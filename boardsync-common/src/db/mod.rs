//! SQLite bootstrap

pub mod init;

pub use init::*;
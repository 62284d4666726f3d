//! Board sync endpoints
//!
//! POST /api/boards/:id/schema, POST /api/boards/:id/sync

use axum::{
    extract::{Path, State},
    routing::post,
    Json, Router,
};
use boardsync_common::models::PropertyTemplate;
use serde::Serialize;
use uuid::Uuid;

use crate::{error::ApiResult, service::SyncReport, AppState};

/// POST /api/boards/:id/schema response
#[derive(Debug, Serialize)]
pub struct SchemaResponse {
    pub board_id: Uuid,
    pub card_properties: Vec<PropertyTemplate>,
}

/// POST /api/boards/:id/schema
///
/// Reconcile the board's columns with the proposal source without touching cards.
pub async fn reconcile_schema(
    State(state): State<AppState>,
    Path(board_id): Path<Uuid>,
) -> ApiResult<Json<SchemaResponse>> {
    let card_properties = state.service.reconcile_schema(board_id).await?;
    Ok(Json(SchemaResponse {
        board_id,
        card_properties,
    }))
}

/// POST /api/boards/:id/sync
pub async fn sync_board(
    State(state): State<AppState>,
    Path(board_id): Path<Uuid>,
) -> ApiResult<Json<SyncReport>> {
    Ok(Json(state.service.sync_board(board_id).await?))
}

pub fn board_routes() -> Router<AppState> {
    Router::new()
        .route("/api/boards/:id/schema", post(reconcile_schema))
        .route("/api/boards/:id/sync", post(sync_board))
}
fn criteria_descriptors(summaries: &[EvaluationSummary]) -> Vec<PropertyDescriptor> {
    // title -> first description seen
    let mut criteria: Vec<(String, Option<String>)> = Vec::new();
    for summary in summaries {
        for evaluation in summary
            .evaluations
            .iter()
            .filter(|e| e.evaluation_type == StepType::Rubric)
        {
            for c in &evaluation.rubric_criteria {
                if !criteria.iter().any(|(title, _)| *title == c.title) {
                    criteria.push((c.title.clone(), c.description.clone()));
                }
            }
        }
    }

    let mut descriptors = Vec::new();
    for (title, description) in criteria {
        for (property_type, suffix) in [
            (PropertyType::ProposalRubricCriteriaTotal, "Criteria total"),
            (PropertyType::ProposalRubricCriteriaAverage, "Criteria average"),
        ] {
            let mut template = PropertyTemplate::derived(format!("{} ({})", title, suffix), property_type);
            template.criteria_title = Some(title.clone());
            template.description = description.clone();
            descriptors.push(PropertyDescriptor::new(
                MatchKey::Criteria {
                    property_type,
                    criteria_title: title.clone(),
                },
                template,
            ));
        }
    }
    descriptors
}

fn reviewer_descriptors(summaries: &[EvaluationSummary]) -> Vec<PropertyDescriptor> {
    // (criteria title, reviewer id) in first-seen order, with the latest known name
    let mut seen: Vec<(String, String, Option<String>)> = Vec::new();
    let mut keys = BTreeSet::new();

    for summary in summaries {
        for evaluation in summary
            .evaluations
            .iter()
            .filter(|e| e.evaluation_type == StepType::Rubric)
        {
            for answer in &evaluation.rubric_answers {
                let Some(c) = evaluation.rubric_criteria.iter().find(|c| c.id == answer.criteria_id) else {
                    continue;
                };
                let reviewer_id = answer.reviewer_id.to_string();
                if keys.insert((c.title.clone(), reviewer_id.clone())) {
                    seen.push((c.title.clone(), reviewer_id, answer.reviewer_name.clone()));
                } else if answer.reviewer_name.is_some() {
                    if let Some(entry) = seen
                        .iter_mut()
                        .find(|(title, id, _)| *title == c.title && *id == reviewer_id)
                    {
                        entry.2 = answer.reviewer_name.clone();
                    }
                }
            }
        }
    }

    let mut descriptors = Vec::new();
    for (criteria_title, reviewer_id, reviewer_name) in seen {
        let reviewer_label = reviewer_name.unwrap_or_else(|| reviewer_id.clone());
        for (property_type, suffix) in [
            (PropertyType::ProposalRubricCriteriaReviewerScore, "Score"),
            (PropertyType::ProposalRubricCriteriaReviewerComment, "Comment"),
        ] {
            let mut template = PropertyTemplate::derived(
                format!("{} - {} - {}", criteria_title, reviewer_label, suffix),
                property_type,
            );
            template.criteria_title = Some(criteria_title.clone());
            template.reviewer_id = Some(reviewer_id.clone());
            descriptors.push(PropertyDescriptor::new(
                MatchKey::Reviewer {
                    property_type,
                    criteria_title: criteria_title.clone(),
                    reviewer_id: reviewer_id.clone(),
                },
                template,
            ));
        }
    }
    descriptors
}

fn form_field_descriptor(field: &FormField) -> Option<PropertyDescriptor> {
    let property_type = field.field_type.property_type()?;

    let mut template = PropertyTemplate::derived(field.name.clone(), property_type);
    template.dynamic_options = false;
    template.private = field.private;
    template.description = field.description.clone();
    template.form_field_id = Some(field.id.clone());
    if property_type.has_options() {
        template.options = field
            .options
            .iter()
            .map(|o| PropertyOption::new(o.id.clone(), o.name.clone(), o.color.clone()))
            .collect();
    }

    Some(PropertyDescriptor::new(MatchKey::FormField(field.id.clone()), template))
}

fn project_profile_descriptors() -> Vec<PropertyDescriptor> {
    let mut descriptors: Vec<PropertyDescriptor> = PROJECT_TEXT_PROPERTIES
        .iter()
        .map(|(id, name)| {
            let mut template = PropertyTemplate::derived(*name, PropertyType::Text);
            template.id = id.to_string();
            template.dynamic_options = false;
            PropertyDescriptor::new(MatchKey::Id(id.to_string()), template)
        })
        .collect();

    let mut members = PropertyTemplate::derived("Project Member Names", PropertyType::MultiSelect);
    members.id = PROJECT_MEMBER_NAMES_ID.to_string();
    descriptors.push(PropertyDescriptor::new(
        MatchKey::Id(PROJECT_MEMBER_NAMES_ID.to_string()),
        members,
    ));

    descriptors
}

#[cfg(test)]
mod tests {
    use super::*;
    use boardsync_common::models::{
        EvaluationResult, EvaluationStep, FormFieldOption, ProposalStatus, RubricAnswer,
        RubricCriteria,
    };
    use uuid::Uuid;

    fn summary(evaluations: Vec<EvaluationStep>) -> EvaluationSummary {
        EvaluationSummary {
            proposal_id: Uuid::new_v4(),
            status: ProposalStatus::Published,
            archived: false,
            has_published_rewards: false,
            evaluations,
        }
    }

    fn rubric(title: &str, criteria: &[&str], reviewer: Option<(Uuid, &str)>) -> EvaluationStep {
        let criteria: Vec<RubricCriteria> = criteria
            .iter()
            .map(|t| RubricCriteria {
                id: Uuid::new_v4(),
                title: t.to_string(),
                description: Some(format!("{} description", t)),
            })
            .collect();
        let rubric_answers = reviewer
            .map(|(id, name)| {
                criteria
                    .iter()
                    .map(|c| RubricAnswer {
                        criteria_id: c.id,
                        reviewer_id: id,
                        reviewer_name: Some(name.to_string()),
                        score: Some(1.0),
                        comment: None,
                    })
                    .collect()
            })
            .unwrap_or_default();
        EvaluationStep {
            id: Uuid::new_v4(),
            index: 0,
            title: title.to_string(),
            evaluation_type: StepType::Rubric,
            result: None,
            rubric_criteria: criteria,
            rubric_answers,
        }
    }

    fn inputs<'a>(summaries: &'a [EvaluationSummary], fields: &'a [FormField]) -> SchemaInputs<'a> {
        SchemaInputs {
            summaries,
            form_fields: fields,
            custom_properties: &[],
            reviewer_breakdown: false,
        }
    }

    #[test]
    fn test_system_descriptors_present_once() {
        let descriptors = build_descriptors(inputs(&[], &[]));
        let system: Vec<_> = descriptors
            .iter()
            .filter(|d| matches!(d.key, MatchKey::System(_)))
            .collect();
        assert_eq!(system.len(), 6);

        let status = &descriptors[0].template;
        assert_eq!(status.property_type, PropertyType::ProposalStatus);
        assert!(status.read_only && status.read_only_values && status.dynamic_options);
        assert_eq!(status.options.last().unwrap().value, ARCHIVED_STATUS);
    }

    #[test]
    fn test_status_options_follow_observed_statuses() {
        let mut passed = rubric("Review", &["Impact"], None);
        passed.result = Some(EvaluationResult::Pass);
        let summaries = vec![summary(vec![rubric("Review", &["Impact"], None)]), summary(vec![passed])];

        let descriptors = build_descriptors(inputs(&summaries, &[]));
        let values: Vec<_> = descriptors[0].template.options.iter().map(|o| o.value.as_str()).collect();
        assert_eq!(values, vec!["in_progress", "pass", "archived"]);
        assert!(descriptors[0].template.options.iter().all(|o| o.id == o.value));
    }

    #[test]
    fn test_step_and_criteria_descriptors_deduplicate_titles() {
        let summaries = vec![
            summary(vec![rubric("Review", &["Impact", "Team"], None)]),
            summary(vec![rubric("Review", &["Impact"], None)]),
        ];
        let descriptors = build_descriptors(inputs(&summaries, &[]));

        let steps = descriptors.iter().filter(|d| matches!(d.key, MatchKey::Step { .. })).count();
        let criteria = descriptors
            .iter()
            .filter(|d| matches!(d.key, MatchKey::Criteria { .. }))
            .count();
        assert_eq!(steps, 3);
        assert_eq!(criteria, 4);
    }

    #[test]
    fn test_step_columns_only_for_rubric_steps() {
        let mut legal = rubric("Legal", &[], None);
        legal.evaluation_type = StepType::PassFail;
        let summaries = vec![summary(vec![rubric("Review", &["Impact"], None), legal])];

        let descriptors = build_descriptors(inputs(&summaries, &[]));
        let step_titles: Vec<_> = descriptors
            .iter()
            .filter_map(|d| match &d.key {
                MatchKey::Step { evaluation_title, .. } => Some(evaluation_title.as_str()),
                _ => None,
            })
            .collect();
        assert_eq!(step_titles, vec!["Review", "Review", "Review"]);

        // Every step still shows up as a step option
        let step = descriptors
            .iter()
            .find(|d| d.key == MatchKey::System(PropertyType::ProposalStep))
            .unwrap();
        assert!(step.template.option_by_value("Legal").is_some());
    }

    #[test]
    fn test_reviewer_columns_only_when_enabled() {
        let reviewer = Uuid::new_v4();
        let summaries = vec![summary(vec![rubric("Review", &["Impact"], Some((reviewer, "alice")))])];

        let without = build_descriptors(inputs(&summaries, &[]));
        assert!(!without.iter().any(|d| matches!(d.key, MatchKey::Reviewer { .. })));

        let with = build_descriptors(SchemaInputs {
            reviewer_breakdown: true,
            ..inputs(&summaries, &[])
        });
        let reviewer_columns: Vec<_> = with
            .iter()
            .filter(|d| matches!(d.key, MatchKey::Reviewer { .. }))
            .collect();
        assert_eq!(reviewer_columns.len(), 2);
        assert_eq!(reviewer_columns[0].template.name, "Impact - alice - Score");
    }

    #[test]
    fn test_form_fields_mapped_and_filtered() {
        let form_id = Uuid::new_v4();
        let field = |id: &str, field_type: FormFieldType| FormField {
            id: id.to_string(),
            form_id,
            name: id.to_string(),
            field_type,
            options: vec![FormFieldOption {
                id: "opt-a".to_string(),
                name: "A".to_string(),
                color: "propColorBlue".to_string(),
            }],
            private: id == "wallet",
            description: None,
        };
        let fields = vec![
            field("wallet", FormFieldType::Wallet),
            field("choice", FormFieldType::Select),
            field("heading", FormFieldType::Label),
            field("project", FormFieldType::ProjectProfile),
        ];

        let descriptors = build_descriptors(inputs(&[], &fields));
        let form: Vec<_> = descriptors
            .iter()
            .filter(|d| matches!(d.key, MatchKey::FormField(_)))
            .collect();
        assert_eq!(form.len(), 2);
        assert_eq!(form[0].template.property_type, PropertyType::Text);
        assert!(form[0].template.private);
        assert!(form[0].template.options.is_empty());
        assert_eq!(form[1].template.options[0].id, "opt-a");
        assert_eq!(form[1].template.options[0].value, "A");

        let project: Vec<_> = descriptors
            .iter()
            .filter(|d| d.template.id.starts_with("__project"))
            .collect();
        assert_eq!(project.len(), 7);
        assert_eq!(project[6].template.property_type, PropertyType::MultiSelect);
        assert!(project[6].template.dynamic_options);
    }

    #[test]
    fn test_imported_properties_keep_their_id() {
        let mut custom = PropertyTemplate::new("Budget", PropertyType::Number);
        custom.id = "custom-budget".to_string();
        let descriptors = build_descriptors(SchemaInputs {
            custom_properties: std::slice::from_ref(&custom),
            ..inputs(&[], &[])
        });

        let imported = descriptors
            .iter()
            .find(|d| d.key == MatchKey::Id("custom-budget".to_string()))
            .unwrap();
        assert_eq!(imported.template.id, "custom-budget");
        assert_eq!(imported.template.proposal_field_id.as_deref(), Some("custom-budget"));
    }
}
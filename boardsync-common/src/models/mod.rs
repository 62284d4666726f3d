//! Data model shared across the boardsync crates

pub mod board;
pub mod card;
pub mod form;
pub mod property;
pub mod proposal;

pub use board::{Board, BoardFields, BoardView, PermissionEntry, PermissionLevel, SourceType};
pub use card::{Card, CardUpdate, PropertyMap};
pub use form::{FormField, FormFieldOption, FormFieldType};
pub use property::{
    PropertyOption, PropertyTemplate, PropertyType, PropertyValue, RelationData, RelationLimit,
};
pub use proposal::{
    CurrentStep, EvaluationResult, EvaluationStep, EvaluationSummary, ProjectProfile, Proposal,
    ProposalStatus, RubricAnswer, RubricCriteria, StepType, ARCHIVED_STATUS, DRAFT_STEP_TITLE,
    IN_PROGRESS_STATUS, REWARDS_STEP_TITLE,
};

===============

## What the task asks
Wherever the string "private" occurs in the records above, copy that line.

## Solution for this task
    template.private = field.private;
            private: id == "wallet",
        assert!(form[0].template.private);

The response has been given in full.